Placental sulfatase deficiency has been found in four pregnancies (cases 1 to 4) with inappropriately low levels of urinary estriol excretion (less than 1.3 mg. per day near term gestation) associated with healthy neonates. The basis of the diagnosis in these cases was the greatly limited capacities for hydrolysis of 14C-dehydroepiandrosterone sulfate (DHA-S) and 3H-estrone sulfate (0.2 mugCi each) to the free steroids during incubation of placental homogenates. Placental aromatase activities in vitro for free DHA and the concentrations of appropriate estrogen precursors in cord blood were normal or elevated. The defect was diagnosed prenatally in two of these cases on the basis of failure to increase the maternal excretion of urinary estriol (0.6 to 0.7 and 1.3 to 1.3 mg. per day, respectively) following acute instillation of DHA-S (250 mg.) into the amniotic fluid and on normal levels of estrogen precursors in cord blood. In comparison, a twofold increase in maternal estriol excretion was observed after infusing DHA-S into the amniotic cavity of a "high-risk" pregnancy having normal sulfatase and aromatase activities in vitro (case 5). These enzyme activities were also found to be similarly normal in another placenta from an undergrown fetus (case 6) and in six normal placentas. The clinical features of these pregnancies, the first ones described from the western hemisphere, are similar to reported cases: the newborn progeny are healthy males who appear to be developing normally. The prenatal diagnosis of the sex-specific placental enzyme defect has been made possible by the use of an intra-amniotic DHA-S loading test.

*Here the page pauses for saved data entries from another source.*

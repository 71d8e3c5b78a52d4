use std::hash::{Hash, Hasher};

use crate::ast::{Expr, Ident, Stmt, StmtImportFrom};
use crate::builder::attribute::module_path;
use crate::builder::{identifier, FluentStmt};
use crate::Result;

/// `from mylib.types import MyType`
///
/// Equality and hashing go by `(path, symbol)`, which is what lets a module
/// collapse repeated import requests.
#[derive(Debug, Clone)]
pub struct ImportFrom {
    path: String,
    symbol: Ident,
    module: Expr,
}

impl ImportFrom {
    pub fn new(path: impl Into<String>, symbol: impl Into<String>) -> Result<Self> {
        let path = path.into();
        let module = module_path(&path)?;
        Ok(Self {
            path,
            symbol: identifier(symbol)?,
            module,
        })
    }

    pub fn path(&self) -> &str {
        &self.path
    }

    pub fn symbol(&self) -> &str {
        self.symbol.as_str()
    }
}

impl PartialEq for ImportFrom {
    fn eq(&self, other: &Self) -> bool {
        self.path == other.path && self.symbol == other.symbol
    }
}

impl Eq for ImportFrom {}

impl Hash for ImportFrom {
    fn hash<H: Hasher>(&self, state: &mut H) {
        self.path.hash(state);
        self.symbol.hash(state);
    }
}

impl FluentStmt for ImportFrom {
    fn to_stmt(&self) -> Stmt {
        StmtImportFrom {
            module: self.module.clone(),
            names: vec![self.symbol.clone()],
        }
        .into()
    }
}
use crate::ast::{self, Expr, Node};
use crate::builder::FluentNode;

const LIST: &str = "list";

/// One member of a type union.
#[derive(Debug, Clone, PartialEq, Eq)]
pub enum TypeToken {
    /// `int`, `MyClass`
    Name(String),
    /// `list[inner]`, or bare `list` when the element type is not declared
    List(Option<String>),
}

impl TypeToken {
    pub fn list(inner: impl Into<String>) -> Self {
        TypeToken::List(Some(inner.into()))
    }

    pub fn untyped_list() -> Self {
        TypeToken::List(None)
    }

    fn to_expr(&self) -> Expr {
        match self {
            TypeToken::Name(name) => Expr::name(name.as_str()),
            TypeToken::List(Some(inner)) => {
                Expr::subscript(Expr::name(LIST), Expr::name(inner.as_str()))
            }
            TypeToken::List(None) => Expr::name(LIST),
        }
    }
}

impl From<&str> for TypeToken {
    fn from(name: &str) -> Self {
        TypeToken::Name(name.to_string())
    }
}

impl From<String> for TypeToken {
    fn from(name: String) -> Self {
        TypeToken::Name(name)
    }
}

/// Union of type tokens, `A | B | C`. Never empty.
#[derive(Debug, Clone, PartialEq, Eq)]
pub struct Annotation {
    first: TypeToken,
    rest: Vec<TypeToken>,
}

impl Annotation {
    pub fn new(token: impl Into<TypeToken>) -> Self {
        Self {
            first: token.into(),
            rest: Vec::new(),
        }
    }

    pub fn or(mut self, token: impl Into<TypeToken>) -> Self {
        self.rest.push(token.into());
        self
    }

    pub fn tokens(&self) -> impl DoubleEndedIterator<Item = &TypeToken> {
        std::iter::once(&self.first).chain(&self.rest)
    }

    /// Right-associated chain: `A | (B | C)`, which prints as `A | B | C`.
    pub fn to_annotation(&self) -> ast::Annotation {
        let mut tokens = self.tokens().rev();
        let last = tokens.next().unwrap_or(&self.first).to_expr();
        let value = tokens.fold(last, |acc, token| Expr::bin_or(token.to_expr(), acc));
        ast::Annotation { value }
    }
}

impl From<TypeToken> for Annotation {
    fn from(token: TypeToken) -> Self {
        Annotation::new(token)
    }
}

impl From<&str> for Annotation {
    fn from(name: &str) -> Self {
        Annotation::new(name)
    }
}

impl From<String> for Annotation {
    fn from(name: String) -> Self {
        Annotation::new(name)
    }
}

impl FluentNode for Annotation {
    fn to_node(&self) -> Node {
        Node::Expr(self.to_annotation().value)
    }
}
//! Fluent builders. Each builder owns its accumulated state, chainable methods
//! take and return `self`, and `to_code` renders the current state without
//! consuming it.

mod annotation;
mod assign;
mod attribute;
mod call;
mod class_def;
mod collection;
mod import;
mod literal;
mod module;

pub use annotation::*;
pub use assign::*;
pub use attribute::*;
pub use call::*;
pub use class_def::*;
pub use collection::*;
pub use import::*;
pub use literal::*;
pub use module::*;

use crate::ast::{Expr, Ident, Node, Stmt};
use crate::error::Error;
use crate::printer::{AstSerializer, PrintOptions, PythonSerializer};
use crate::Result;

/// Class, field, variable and imported names must be Python identifiers.
pub(crate) fn identifier(name: impl Into<String>) -> Result<Ident> {
    let name = name.into();
    let mut chars = name.chars();
    let valid = chars
        .next()
        .is_some_and(|first| first == '_' || first.is_alphabetic())
        && chars.all(|ch| ch == '_' || ch.is_alphanumeric());
    if !valid {
        return Err(Error::InvalidIdentifier { name });
    }
    Ok(Ident::new(name))
}

/// Anything that can be handed to the serializer.
pub trait FluentNode {
    fn to_node(&self) -> Node;

    fn to_code(&self) -> Result<String> {
        crate::render(&self.to_node())
    }

    fn to_code_with(&self, options: &PrintOptions) -> Result<String> {
        PythonSerializer::new(options.clone()).serialize_node(&self.to_node().normalized())
    }
}

pub trait FluentExpr {
    fn to_expr(&self) -> Expr;
}

pub trait FluentStmt {
    fn to_stmt(&self) -> Stmt;
}

macro_rules! expr_node {
    ($($ty:ty),* $(,)?) => {$(
        impl FluentNode for $ty {
            fn to_node(&self) -> Node {
                Node::Expr(self.to_expr())
            }
        }
    )*};
}

macro_rules! stmt_node {
    ($($ty:ty),* $(,)?) => {$(
        impl FluentNode for $ty {
            fn to_node(&self) -> Node {
                Node::Stmt(self.to_stmt())
            }
        }
    )*};
}

expr_node!(SimpleString, Integer, Boolean, Name, RawNode, Attribute, List, Dict, Call);
stmt_node!(ClassDef, ImportFrom, Assign);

A pregnancy with placental sulfatase deficiency was suspected when a 36-year-old patient at 41 weeks of gestation was found to have extremely low urinary estriol excretion and an otherwise normal prenatal course. The maternal plasma levels of estriol and estradiol 17-beta (E2) were extremely low and estetrol (E4) was undetectable (less than 40 pg/ml), whereas dehydroepiandrosterone sulfate (DS) was normal. THE AMNIOTIC Fluid DS concentration was 22-fold higher than the mean of normal pregnancy, while that of dehydroepiandrosterone (D) and androstenedione (A) was normal. Following intravenous infusion of 50 mg DS, no rise of plasma E2 was noted and plasma E4 levels remained undetectable. At 42 weeks of pregnancy, after induction of labor failed, a healthy male infant was delivered by cesarean section. The umbilical vein (UV) and umbilical artery (UA) levels of DS were extremely high, and those of E2 and E4 were subnormal. The UA level of A was normal and the levels of D and testosterone were slightly elevated. In vitro studies of placental microsomes and the 10,000 x g supernantant confirmed the diagnosis of placental sulfatase deficiency. The infant at 6 months of age had normal growth and development and normal peripheral plasma DS concentration.